David G. Bradley


David G. Bradley is the owner of Atlantic Media, which owns and operates several prominent media companies and services including The Atlantic, National Journal & The Hotline, and Government Executive. Before his career as a publisher, Bradley founded the Advisory Board Company and Corporate Executive Board, two Washington-based consulting companies.

Early life and education

Bradley was born in Washington, D.C. and attended the Sidwell Friends School. His parents were devout Christian Scientists. As a youth he rode horses at Meadowbrook Stables, where he also worked as a groom, mucking out pony stalls. He graduated from Swarthmore College and briefly interned in the White House during the presidency of Richard Nixon. He received a Master of Business Administration from Harvard Business School and was also a Fulbright Scholar in the Philippines. Bradley earned a J.D. from Georgetown University Law Center in 1983.
Bradley is brother to Barbara Bradley Hagerty, NPR Religion Correspondent and author of Fingerprints of God: In Search of the Science of Spirituality.

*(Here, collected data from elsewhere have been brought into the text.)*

// ═══════════════════════════════════════════════════════════════════════
// Threat assessment — how hard the opponent can hit next turn.
// ═══════════════════════════════════════════════════════════════════════

use frontier_engine::board::BoardView;
use frontier_engine::frame::PlayerStats;
use frontier_engine::types::{Player, StructureKind};
use serde::Serialize;

/// Enemy mobile budget from which one interceptor is held back.
pub const MOBILE_ALERT: f64 = 10.0;

#[derive(Debug, Clone, Copy, Default, PartialEq, Serialize)]
pub struct ThreatAssessment {
    pub enemy_mobile: f64,
    /// Total shield the enemy supports can lend a passing unit.
    pub enemy_shielding: f64,
    /// Interceptors worth keeping in reserve against the coming wave.
    pub interceptor_reserve: u32,
}

/// Shield one support grants; upgraded supports grow stronger the closer
/// they sit to our half.
pub fn support_shielding(y: i32, upgraded: bool) -> f64 {
    if upgraded {
        2.0 + f64::from(27 - y) * 0.34
    } else {
        3.0
    }
}

pub fn assess(board: &BoardView, enemy: &PlayerStats) -> ThreatAssessment {
    let enemy_shielding: f64 = board
        .structures_of(Player::Enemy)
        .filter(|s| s.kind == StructureKind::Support)
        .map(|s| support_shielding(s.position.y, s.upgraded))
        .sum();

    let mut reserve = 0;
    if enemy.pools.mobile >= MOBILE_ALERT {
        reserve += 1;
    }
    // A shielded scout (15 health) beyond 25 shield outlasts one interceptor
    reserve += ((enemy_shielding + 25.0) / 40.0).floor() as u32;

    ThreatAssessment {
        enemy_mobile: enemy.pools.mobile,
        enemy_shielding,
        interceptor_reserve: reserve,
    }
}
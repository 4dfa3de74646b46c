// ═══════════════════════════════════════════════════════════════════════
// Errors raised while decoding engine messages
// ═══════════════════════════════════════════════════════════════════════

use thiserror::Error;

#[derive(Debug, Error)]
pub enum FrameError {
    #[error("invalid JSON: {0}")]
    Json(#[from] serde_json::Error),

    #[error("config lists {0} unit descriptors, expected at least 8")]
    MissingUnitInfo(usize),

    #[error("frame field `{0}` is missing or malformed")]
    MissingField(&'static str),

    #[error("malformed unit record in {list}[{index}]")]
    MalformedUnit { list: &'static str, index: usize },

    #[error("malformed {kind} event record: {detail}")]
    MalformedEvent { kind: &'static str, detail: String },
}

pub type Result<T> = std::result::Result<T, FrameError>;
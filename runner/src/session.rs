// ═══════════════════════════════════════════════════════════════════════
// Session — drives one agent over the engine's line protocol.
//
// Every input line is one JSON message. A turn-start frame is answered
// with exactly two lines (build stack, deploy stack) and a flush; every
// other message is consumed silently. Malformed lines are logged and
// skipped so one bad frame never ends the game.
// ═══════════════════════════════════════════════════════════════════════

use anyhow::{Context, Result};
use frontier_agents::Agent;
use frontier_engine::config::GameConfig;
use frontier_engine::frame::{FrameKind, Message};
use frontier_engine::state::TurnState;
use std::io::{BufRead, Write};

#[derive(Debug, Clone, Copy, Default, PartialEq, Eq)]
pub struct SessionStats {
    pub turns: u32,
    pub action_frames: u32,
    pub skipped: u32,
    pub finished: bool,
}

pub fn run_session<R: BufRead, W: Write>(agent: &mut dyn Agent, input: R, mut output: W) -> Result<SessionStats> {
    let mut config: Option<GameConfig> = None;
    let mut stats = SessionStats::default();

    for (number, line) in input.lines().enumerate() {
        let line = line.context("reading engine input")?;
        let line = line.trim();
        if line.is_empty() {
            continue;
        }
        let message = match Message::parse(line) {
            Ok(m) => m,
            Err(e) => {
                tracing::warn!(line = number + 1, error = %e, "skipping malformed message");
                stats.skipped += 1;
                continue;
            }
        };

        match message {
            Message::Config(c) => {
                tracing::info!(agent = agent.name(), "game starting");
                agent.on_game_start(&c);
                config = Some(c);
            }
            Message::Frame(frame) => match frame.kind {
                FrameKind::TurnStart => {
                    let rules: &GameConfig = config.get_or_insert_with(|| {
                        tracing::warn!("turn started before any config, using the standard ruleset");
                        GameConfig::default()
                    });
                    let mut state = TurnState::new(rules, &frame);
                    agent.on_turn(&mut state);
                    let (build, deploy) = state.submit().to_wire(rules)?;
                    writeln!(output, "{}", build)?;
                    writeln!(output, "{}", deploy)?;
                    output.flush().context("flushing commands")?;
                    stats.turns += 1;
                }
                FrameKind::Action => {
                    agent.on_action_frame(&frame);
                    stats.action_frames += 1;
                }
                FrameKind::End => {
                    tracing::info!(turn = frame.turn, health = frame.me.health, enemy = frame.enemy.health, "game over");
                    stats.finished = true;
                    break;
                }
            },
        }
    }
    Ok(stats)
}
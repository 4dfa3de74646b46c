pub mod types;
pub mod map;
pub mod config;
pub mod error;
pub mod frame;
pub mod board;
pub mod state;


pub use types::*;
pub use board::BoardView;
pub use config::GameConfig;
pub use error::FrameError;
pub use frame::{Frame, FrameKind, Message, PlayerStats};
pub use state::{Command, Rejection, Submission, TurnState};
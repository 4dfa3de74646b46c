// ═══════════════════════════════════════════════════════════════════════
// Deployment policy — which mobile units go where this turn.
//
//   opening      : a small demolisher burst down the left lane
//   no lane open : hold the budget
//   lanes open   : a mid interceptor per open lane, escalating extra
//                  interceptors after the escalation turn, and on burst
//                  turns a demolisher burst followed by every scout the
//                  remaining budget affords
// ═══════════════════════════════════════════════════════════════════════

use crate::layout::{InterceptorSlot, LaneLayout, Layout, PolicyParams};
use crate::scan::GapState;
use frontier_engine::state::TurnState;
use frontier_engine::types::{Lane, MobileKind, Position};
use serde::Serialize;

/// Count large enough to spend the whole mobile budget.
pub const MAX_BURST: u32 = 1000;

#[derive(Debug, Clone, Copy, PartialEq, Eq, Serialize)]
pub struct SpawnRequest {
    pub kind: MobileKind,
    pub at: Position,
    pub count: u32,
}

impl SpawnRequest {
    pub fn new(kind: MobileKind, at: Position, count: u32) -> Self {
        SpawnRequest { kind, at, count }
    }

    pub fn apply(&self, state: &mut TurnState<'_>) -> u32 {
        state.attempt_spawn(self.kind, &[self.at], self.count)
    }
}

/// Whether the periodic burst fires on `turn`.
pub fn burst_fires(params: &PolicyParams, turn: u32) -> bool {
    let period = turn / params.burst_period_divisor.max(1) + params.burst_period_base;
    period > 0 && turn % period == 1
}

pub fn heavy_burst_size(params: &PolicyParams, turn: u32) -> u32 {
    (turn / params.heavy_burst_divisor.max(1) + params.heavy_burst_base).min(params.heavy_burst_cap)
}

fn escalation(turn: u32, divisor: u32, cap: u32) -> u32 {
    (turn / divisor.max(1)).min(cap)
}

/// Extra interceptors, alternating between the open lanes slot by slot.
fn escalating_interceptors(requests: &mut Vec<SpawnRequest>, layout: &Layout, open: &[Lane], extra: u32) {
    for i in 0..extra {
        let slot = InterceptorSlot::rotating(i);
        for &lane in open {
            requests.push(SpawnRequest::new(MobileKind::Interceptor, layout.lane(lane).interceptor_point(slot), 1));
        }
    }
}

fn burst(requests: &mut Vec<SpawnRequest>, params: &PolicyParams, lane: &LaneLayout, turn: u32) {
    requests.push(SpawnRequest::new(MobileKind::Demolisher, lane.slow_spawn, heavy_burst_size(params, turn)));
    requests.push(SpawnRequest::new(MobileKind::Scout, lane.fast_spawn, MAX_BURST));
}

/// Spawn requests for one turn, in submission order.
pub fn deployment(layout: &Layout, params: &PolicyParams, gap: GapState, turn: u32) -> Vec<SpawnRequest> {
    let mut requests = Vec::new();

    if turn <= params.opening_turns {
        requests.push(SpawnRequest::new(MobileKind::Demolisher, layout.left.slow_spawn, params.opening_burst));
        return requests;
    }

    let open = gap.open_lanes();
    let (cap, divisor, burst_lane) = match open.as_slice() {
        [] => return requests,
        [lane] => (params.single_escalation_cap, params.single_escalation_divisor, *lane),
        _ => (params.dual_escalation_cap, params.dual_escalation_divisor, Lane::Left),
    };

    for &lane in &open {
        let at = layout.lane(lane).interceptor_point(InterceptorSlot::Mid);
        requests.push(SpawnRequest::new(MobileKind::Interceptor, at, 1));
    }
    if turn > params.escalation_turn {
        escalating_interceptors(&mut requests, layout, &open, escalation(turn, divisor, cap));
    }
    if burst_fires(params, turn) {
        burst(&mut requests, params, layout.lane(burst_lane), turn);
    }
    requests
}

/// Apply requests in order; returns the number of units queued.
pub fn apply_deployment(requests: &[SpawnRequest], state: &mut TurnState<'_>) -> u32 {
    requests.iter().map(|r| r.apply(state)).sum()
}
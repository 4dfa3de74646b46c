use anyhow::{Context, Result};
use frontier_agents::StrategyConfig;
use std::path::Path;

/// Load a policy file, or the built-in strategy when none is given.
pub fn load_strategy(path: Option<&Path>) -> Result<StrategyConfig> {
    let Some(path) = path else {
        return Ok(StrategyConfig::default());
    };
    let text = std::fs::read_to_string(path)
        .with_context(|| format!("reading policy file {}", path.display()))?;
    let strategy: StrategyConfig = serde_json::from_str(&text)
        .with_context(|| format!("parsing policy file {}", path.display()))?;
    tracing::info!(path = %path.display(), "loaded policy");
    Ok(strategy)
}
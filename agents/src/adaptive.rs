// ═══════════════════════════════════════════════════════════════════════
// Adaptive Agent — reads the opponent's frontier every turn and shapes
// both defense and offense around the lanes it leaves open.
//
// Turn pipeline:
//   1. take last turn's triage records
//   2. scan the enemy frontier → GapState
//   3. assess the enemy's mobile threat
//   4. rebuild last turn's removals
//   5. triage own structures: queue removals, stage records
//   6. apply the rest of the defensive priority list
//   7. apply the deployment policy
// ═══════════════════════════════════════════════════════════════════════

use crate::agent::Agent;
use crate::deploy::{apply_deployment, deployment};
use crate::layout::StrategyConfig;
use crate::planner::{defense_plan, rebuild_requests, BuildPlan, PlanReport};
use crate::scan::{scan_frontier, GapState};
use crate::threat::{assess, ThreatAssessment};
use crate::triage::{triage, RebuildQueue, TriageRecord};
use frontier_engine::frame::Frame;
use frontier_engine::state::TurnState;
use frontier_engine::types::{BreachEvent, Player, Position};
use serde::Serialize;

/// Summary of one decided turn.
#[derive(Debug, Clone, Default, PartialEq, Serialize)]
pub struct TurnReport {
    pub turn: u32,
    pub gap: GapState,
    /// Structures queued for removal by triage.
    pub removed: u32,
    /// Records from last turn handed to the planner for rebuild.
    pub rebuilt: Vec<TriageRecord>,
    pub plan: PlanReport,
    /// Mobile units queued.
    pub spawned: u32,
    pub threat: ThreatAssessment,
}

pub struct AdaptiveAgent {
    strategy: StrategyConfig,
    rebuild: RebuildQueue,
    breaches: Vec<BreachEvent>,
    last_report: Option<TurnReport>,
}

impl AdaptiveAgent {
    pub fn new(strategy: StrategyConfig) -> Self {
        AdaptiveAgent {
            strategy,
            rebuild: RebuildQueue::new(),
            breaches: Vec::new(),
            last_report: None,
        }
    }

    pub fn strategy(&self) -> &StrategyConfig {
        &self.strategy
    }

    /// Records staged for rebuild on the next turn.
    pub fn pending_rebuild(&self) -> &[TriageRecord] {
        self.rebuild.pending()
    }

    /// Every breach the opponent scored so far, oldest first.
    pub fn breaches(&self) -> &[BreachEvent] {
        &self.breaches
    }

    pub fn last_report(&self) -> Option<&TurnReport> {
        self.last_report.as_ref()
    }

    pub fn record_breach(&mut self, breach: BreachEvent) {
        if breach.owner == Player::Enemy {
            tracing::debug!(at = %breach.location, turn = breach.turn, "scored on");
            self.breaches.push(breach);
        }
    }
}

impl Default for AdaptiveAgent {
    fn default() -> Self {
        AdaptiveAgent::new(StrategyConfig::default())
    }
}

impl Agent for AdaptiveAgent {
    fn name(&self) -> &str { "Adaptive" }

    fn on_turn(&mut self, state: &mut TurnState<'_>) {
        let turn = state.turn();
        let layout = &self.strategy.layout;
        let params = &self.strategy.params;

        let rebuild = self.rebuild.take();
        let gap = scan_frontier(state.board()).gap_state();
        let threat = assess(state.board(), &state.enemy());

        let mut plan = BuildPlan::from(rebuild_requests(&rebuild)).apply(state);

        let records = triage(state.board().structures(), state.config(), params.triage_threshold);
        let doomed: Vec<Position> = records.iter().map(|r| r.position).collect();
        let removed = state.attempt_remove(&doomed);

        let rest = defense_plan(layout, params, gap, turn, &[], &self.breaches).apply(state);
        plan.outcomes.extend(rest.outcomes);
        let spawned = apply_deployment(&deployment(layout, params, gap, turn), state);
        self.rebuild.stage(records);

        tracing::info!(
            turn,
            gap = %gap,
            removed,
            rebuilt = rebuild.len(),
            built = plan.total(),
            spawned,
            reserve = threat.interceptor_reserve,
            sp_left = state.pools().structure,
            mp_left = state.pools().mobile,
            "turn decided"
        );
        self.last_report = Some(TurnReport { turn, gap, removed, rebuilt: rebuild, plan, spawned, threat });
    }

    fn on_action_frame(&mut self, frame: &Frame) {
        match frame.breaches() {
            Ok(breaches) => {
                for breach in breaches {
                    self.record_breach(breach);
                }
            }
            Err(e) => tracing::warn!(turn = frame.turn, error = %e, "skipping malformed events"),
        }
    }
}
// ═══════════════════════════════════════════════════════════════════════
// Stall Agent — spends every mobile point on interceptors at random
// unblocked edge cells. Builds nothing.
// Serves as baseline and for exercising the session end to end.
// ═══════════════════════════════════════════════════════════════════════

use crate::agent::Agent;
use frontier_engine::map;
use frontier_engine::state::TurnState;
use frontier_engine::types::{MobileKind, Position, UnitKind};
use rand::seq::SliceRandom;
use rand::SeedableRng;
use rand_chacha::ChaCha8Rng;

pub struct StallAgent {
    rng: ChaCha8Rng,
}

impl StallAgent {
    pub fn new(seed: u64) -> Self {
        StallAgent {
            rng: ChaCha8Rng::seed_from_u64(seed),
        }
    }
}

impl Agent for StallAgent {
    fn name(&self) -> &str { "Stall" }

    fn on_turn(&mut self, state: &mut TurnState<'_>) {
        let cells: Vec<Position> = map::friendly_edges()
            .into_iter()
            .filter(|&p| !state.board().is_occupied(p))
            .collect();
        let interceptor = UnitKind::from(MobileKind::Interceptor);
        if state.config().cost(interceptor).mobile <= 0.0 {
            tracing::warn!("interceptors are free under this config, not stalling");
            return;
        }
        let mut spawned = 0;
        // Several units may share a cell, so cells are drawn with replacement
        while state.pools().covers(state.config().cost(interceptor)) {
            let Some(&at) = cells.choose(&mut self.rng) else { break };
            if state.attempt_spawn(interceptor, &[at], 1) == 0 {
                break;
            }
            spawned += 1;
        }
        tracing::info!(turn = state.turn(), spawned, "stalling");
    }
}
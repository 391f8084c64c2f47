//! The tmux driver contract and its subprocess-backed implementation.

use crate::error::TmuxError;
use async_trait::async_trait;

use super::process::{ensure_success, run_tmux, split_lines};
use super::windows::LIST_WINDOWS_FORMAT;

/// Operations the session layer needs from a tmux driver.
///
/// The production implementation shells out to the tmux binary; tests
/// substitute scripted implementations so session logic runs without
/// spawning subprocesses.
#[async_trait]
pub trait TmuxCommands: Send + Sync {
    /// `new-session -s <name> -d` plus caller-supplied extra arguments.
    async fn new_session(&self, name: &str, extra_args: &[String]) -> Result<(), TmuxError>;
    /// `list-sessions -F '#{session_name}'`; one session name per line.
    async fn list_sessions(&self) -> Result<Vec<String>, TmuxError>;
    /// `rename-session -t <old> <new>`.
    async fn rename_session(&self, old: &str, new: &str) -> Result<(), TmuxError>;
    /// `kill-session -t <name>`.
    async fn kill_session(&self, name: &str) -> Result<(), TmuxError>;
    /// `new-window -d -t <session> -n <name>`.
    async fn new_window(&self, session: &str, name: &str) -> Result<(), TmuxError>;
    /// `list-windows -t <session> -F ...`; one unparsed line per window.
    async fn list_windows(&self, session: &str) -> Result<Vec<String>, TmuxError>;
    /// `send-keys -t <target> <keys...>`.
    async fn send_keys(&self, target: &str, keys: &[String]) -> Result<(), TmuxError>;
    /// `capture-pane -p -t <target>`; the visible pane lines.
    async fn capture_pane(&self, target: &str) -> Result<Vec<String>, TmuxError>;
}

/// Driver that invokes the configured tmux binary, one subprocess per call.
#[derive(Debug, Clone)]
pub struct CliDriver {
    binary: String,
    socket: Option<String>,
}

impl CliDriver {
    /// A driver for the given binary, optionally pinned to a `-L` socket so
    /// it talks to an isolated server.
    pub fn new(binary: impl Into<String>, socket: Option<String>) -> Self {
        Self {
            binary: binary.into(),
            socket,
        }
    }

    async fn run(&self, subcommand: &str, args: &[String]) -> Result<Vec<String>, TmuxError> {
        let invocation = invocation_args(self.socket.as_deref(), subcommand, args);
        let output = run_tmux(&self.binary, &invocation).await?;
        let output = ensure_success(output, subcommand)?;
        Ok(split_lines(&output))
    }
}

#[async_trait]
impl TmuxCommands for CliDriver {
    async fn new_session(&self, name: &str, extra_args: &[String]) -> Result<(), TmuxError> {
        self.run("new-session", &new_session_args(name, extra_args))
            .await?;
        Ok(())
    }

    async fn list_sessions(&self) -> Result<Vec<String>, TmuxError> {
        self.run("list-sessions", &list_sessions_args()).await
    }

    async fn rename_session(&self, old: &str, new: &str) -> Result<(), TmuxError> {
        self.run("rename-session", &rename_session_args(old, new))
            .await?;
        Ok(())
    }

    async fn kill_session(&self, name: &str) -> Result<(), TmuxError> {
        self.run("kill-session", &kill_session_args(name)).await?;
        Ok(())
    }

    async fn new_window(&self, session: &str, name: &str) -> Result<(), TmuxError> {
        self.run("new-window", &new_window_args(session, name))
            .await?;
        Ok(())
    }

    async fn list_windows(&self, session: &str) -> Result<Vec<String>, TmuxError> {
        self.run("list-windows", &list_windows_args(session)).await
    }

    async fn send_keys(&self, target: &str, keys: &[String]) -> Result<(), TmuxError> {
        self.run("send-keys", &send_keys_args(target, keys)).await?;
        Ok(())
    }

    async fn capture_pane(&self, target: &str) -> Result<Vec<String>, TmuxError> {
        self.run("capture-pane", &capture_pane_args(target)).await
    }
}

// ---------------------------------------------------------------------------
// Argument builders
// ---------------------------------------------------------------------------

/// Fixed detached create, then whatever the caller appends.
fn new_session_args(name: &str, extra_args: &[String]) -> Vec<String> {
    let mut args = vec!["-s".to_string(), name.to_string(), "-d".to_string()];
    args.extend(extra_args.iter().cloned());
    args
}

fn list_sessions_args() -> Vec<String> {
    vec!["-F".to_string(), "#{session_name}".to_string()]
}

fn rename_session_args(old: &str, new: &str) -> Vec<String> {
    vec!["-t".to_string(), old.to_string(), new.to_string()]
}

fn kill_session_args(name: &str) -> Vec<String> {
    vec!["-t".to_string(), name.to_string()]
}

/// `-d` keeps window creation from stealing focus in an attached client.
fn new_window_args(session: &str, name: &str) -> Vec<String> {
    vec![
        "-d".to_string(),
        "-t".to_string(),
        session.to_string(),
        "-n".to_string(),
        name.to_string(),
    ]
}

fn list_windows_args(session: &str) -> Vec<String> {
    vec![
        "-t".to_string(),
        session.to_string(),
        "-F".to_string(),
        LIST_WINDOWS_FORMAT.to_string(),
    ]
}

fn send_keys_args(target: &str, keys: &[String]) -> Vec<String> {
    let mut args = vec!["-t".to_string(), target.to_string()];
    args.extend(keys.iter().cloned());
    args
}

fn capture_pane_args(target: &str) -> Vec<String> {
    vec!["-p".to_string(), "-t".to_string(), target.to_string()]
}

/// Full command line for one invocation: optional `-L` socket selector,
/// then the subcommand, then its arguments.
fn invocation_args(socket: Option<&str>, subcommand: &str, args: &[String]) -> Vec<String> {
    let mut full = Vec::with_capacity(args.len() + 3);
    if let Some(socket) = socket {
        full.push("-L".to_string());
        full.push(socket.to_string());
    }
    full.push(subcommand.to_string());
    full.extend(args.iter().cloned());
    full
}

The Advisory Board Company

In 1979, a 26-year-old Bradley founded the Research Counsel of Washington, later renamed The Advisory Board Company. The purpose of the company, at least initially, was to do research on any question for any industry. In 1986, the company began doing special research for the health care industry, which eventually became the company's main focus.
In 1983, his company had begun advising other firms in the financial services industry. In 1997, this part of the business was spun off as the Corporate Executive Board. Both companies became publicly traded, with the Advisory Board on NASDAQ and CEB on NYSE, and later acquired by Optum and Gartner, respectively. Bradley reportedly earned over $300 million from their sale.

Publishing

In 1997, Bradley made his first acquisition as a publisher, purchasing the National Journal. He hired Michael Kelly, a well-known journalist who had just been fired from The New Republic after frequently clashing with owner Martin Peretz. Kelly was known for his controversial criticisms of Al Gore and Bill Clinton, but he got along well with Bradley.
In 1999, Bradley purchased The Atlantic from publisher and real estate tycoon Mort Zuckerman for $10 million. Bradley replaced editor William Whitworth with Kelly. Bradley's strategy to improve the business model of The Atlantic, which had lost money for years, was to focus on improving editorial quality. Bradley doubled the newsroom budget of The Atlantic, allowing the magazine to embark on a hiring spree, offering contracts to 25 new writers. Kelly's first hire was to bring back James Fallows, one of the magazine's best-known journalists, who had been hired away in 1996.
Bradley is also known for the great lengths he will go to in order to lure writers to The Atlantic. To hire Jeffrey Goldberg, a staff writer for The New Yorker, Bradley brought ponies to Goldberg's house to show Goldberg's three young children.
After originally vowing not to move The Atlantic from its home in Boston for over a year, Bradley created a controversy in 2005 by moving the offices to Washington, where his other enterprises are all headquartered. Several prominent members of The Atlantic, such as esteemed editor Cullen Murphy, left the magazine as a result of the move.
In 2012, Bradley launched Quartz, a business-news publication aimed at mobile-device users; he sold it in 2018 to Uzabase, a Japanese media company, for between $75 and $110 million.
In 2014, Bradley led a team of volunteers trying to find five Americans kidnapped in the Syrian War: Jim Foley, Steven Sotloff, Peter Kassig, Kayla Mueller and Theo Curtis.
In 2011, another team led by him had released Clare Gillis, a freelancer for The Atlantic, captured by soldiers loyal to Muammar Qaddafi.
While the search was not successful, Larry Wright wrote an article about a dinner at Bradley's Washington house during which the families of the hostages talked about them.
To avoid a conflict of interest, Bradley directed Wright to publish on The Atlantic's competitor, The New Yorker.
On 28 July 2017, Bradley sold his majority ownership of The Atlantic to Emerson Collective, which is an organization owned by multi-billionaire investor and philanthropist Laurene Powell Jobs, but with Bradley retaining a minority ownership share.

Politics

Politically, Bradley considers himself a centrist, despite his numerous donations to the Democratic Party. In the 2008 U.S. presidential primaries he donated $104,300 to Hillary Clinton and $102,300 to Barack Obama and $69,000 to Mitt Romney..

Work in the Philippines

In addition to publishing, Bradley works with the CityBridge Foundation, which participates in education projects in the Philippines, where Bradley had been a Fulbright Scholar. Bradley's wife, Katherine Brittain Bradley, is the president.
Bradley established the Child Protection Unit at the Philippine General Hospital, and was a professor at the University of the City of Manila.